Play by the Rules
You have a rule that your child must help put away his toys before bedtime stories. But you're often too tired to enforce that routine, so you pick up his toys yourself before settling down for the umpteenth reading of One Duck Stuck. Lately, however, you've begun to worry about being too lax, so tonight you insist your son put his blocks away. Instead, he lies on the floor and whines. Frustrated, you put his blocks away and pronounce, "No stories tonight!" His whimpers turn into wails.
The Problem: Inconsistency invites power struggles, since most kids, from toddlers to teens, will push to see where their real limits are, says David Walsh, PhD, author of No: Why Kids -- of All Ages -- Need to Hear It and Ways Parents Can Say It (Free Press). In the process, children may gain a false sense of power, but they lose the sense of security that comes with defined boundaries. "Kids need predictability to feel safe," explains Walsh.

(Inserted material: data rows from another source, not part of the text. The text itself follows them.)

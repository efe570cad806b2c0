use thiserror::Error;

use crate::service::Service;

/// Error taxonomy for gateway operations.
///
/// Upstream failures keep the service identity and, where available, the
/// HTTP status, so handlers and logs can distinguish "backend down" from
/// "backend rejected request" even when the public contract flattens both
/// to a 500.
#[derive(Debug, Error)]
pub enum GatewayError {
    #[error("{service} service returned status {status}")]
    UpstreamStatus { service: Service, status: u16 },

    #[error("{service} service unreachable: {detail}")]
    UpstreamUnreachable { service: Service, detail: String },

    #[error("{service} service request timed out")]
    UpstreamTimeout { service: Service },

    #[error("{service} service returned a malformed payload: {detail}")]
    MalformedPayload { service: Service, detail: String },

    #[error("JSON serialization error: {0}")]
    JsonError(#[from] serde_json::Error),

    #[error("missing required parameter: {0}")]
    MissingParameter(&'static str),

    #[error("configuration error: {0}")]
    Configuration(String),
}

impl GatewayError {
    /// Create a new UpstreamStatus error.
    pub fn upstream_status(service: Service, status: u16) -> Self {
        Self::UpstreamStatus { service, status }
    }

    /// Create a new UpstreamUnreachable error.
    pub fn unreachable(service: Service, detail: impl Into<String>) -> Self {
        Self::UpstreamUnreachable {
            service,
            detail: detail.into(),
        }
    }

    /// Create a new UpstreamTimeout error.
    pub fn timeout(service: Service) -> Self {
        Self::UpstreamTimeout { service }
    }

    /// Create a new MalformedPayload error.
    pub fn malformed(service: Service, detail: impl Into<String>) -> Self {
        Self::MalformedPayload {
            service,
            detail: detail.into(),
        }
    }

    /// Create a new Configuration error.
    pub fn configuration(message: impl Into<String>) -> Self {
        Self::Configuration(message.into())
    }

    /// True when the upstream answered 404 for the requested entity.
    pub fn is_not_found(&self) -> bool {
        matches!(self, Self::UpstreamStatus { status: 404, .. })
    }

    /// True for failures caused by the upstream (status, transport, payload).
    pub fn is_upstream(&self) -> bool {
        matches!(
            self,
            Self::UpstreamStatus { .. }
                | Self::UpstreamUnreachable { .. }
                | Self::UpstreamTimeout { .. }
                | Self::MalformedPayload { .. }
        )
    }

    /// True when the caller sent an invalid request (4xx category).
    pub fn is_client_error(&self) -> bool {
        matches!(self, Self::MissingParameter(_))
    }
}

/// Convenience result type for gateway operations.
pub type Result<T> = std::result::Result<T, GatewayError>;

#[cfg(test)]
mod tests {
    use super::*;

    #[test]
    fn test_error_messages() {
        let err = GatewayError::upstream_status(Service::Odds, 503);
        assert_eq!(err.to_string(), "odds service returned status 503");

        let err = GatewayError::unreachable(Service::Video, "connection refused");
        assert_eq!(
            err.to_string(),
            "video service unreachable: connection refused"
        );

        let err = GatewayError::timeout(Service::Video);
        assert_eq!(err.to_string(), "video service request timed out");

        let err = GatewayError::MissingParameter("query");
        assert_eq!(err.to_string(), "missing required parameter: query");
    }

    #[test]
    fn test_not_found_detection() {
        assert!(GatewayError::upstream_status(Service::Odds, 404).is_not_found());
        assert!(!GatewayError::upstream_status(Service::Odds, 500).is_not_found());
        assert!(!GatewayError::timeout(Service::Odds).is_not_found());
    }

    #[test]
    fn test_upstream_vs_client_classification() {
        assert!(GatewayError::upstream_status(Service::Odds, 500).is_upstream());
        assert!(GatewayError::unreachable(Service::Odds, "x").is_upstream());
        assert!(GatewayError::timeout(Service::Video).is_upstream());
        assert!(GatewayError::malformed(Service::Video, "no contents").is_upstream());

        let client_err = GatewayError::MissingParameter("id");
        assert!(client_err.is_client_error());
        assert!(!client_err.is_upstream());

        let config_err = GatewayError::configuration("empty url list");
        assert!(!config_err.is_client_error());
        assert!(!config_err.is_upstream());
    }

    #[test]
    fn test_json_error_conversion() {
        let json_err = serde_json::from_str::<serde_json::Value>("{ nope }").unwrap_err();
        let err: GatewayError = json_err.into();
        assert!(matches!(err, GatewayError::JsonError(_)));
    }
}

The Fix: Choose a few family rules that you care enough about to consistently enforce. "You don't have to fix everything. The goal is not to have a perfectly behaved child," reminds Walsh. "The goal is to raise a confident, competent child who can recognize and respect limits." Explain the rules, and the consequences of breaking the rules, to your child. If possible, consequences should flow naturally from the misbehavior so your child can plainly see the cause and effect. For example, if the rule is no playing with your food, a logical consequence might be taking the child's plate away. Give him a warning, and let him know what will happen if he ignores you. Emphasize that if he chooses to break a rule, he also chooses the consequence. "This way it's not you inflicting the consequence," explains Walsh. "It's your child choosing the consequence by choosing the behavior."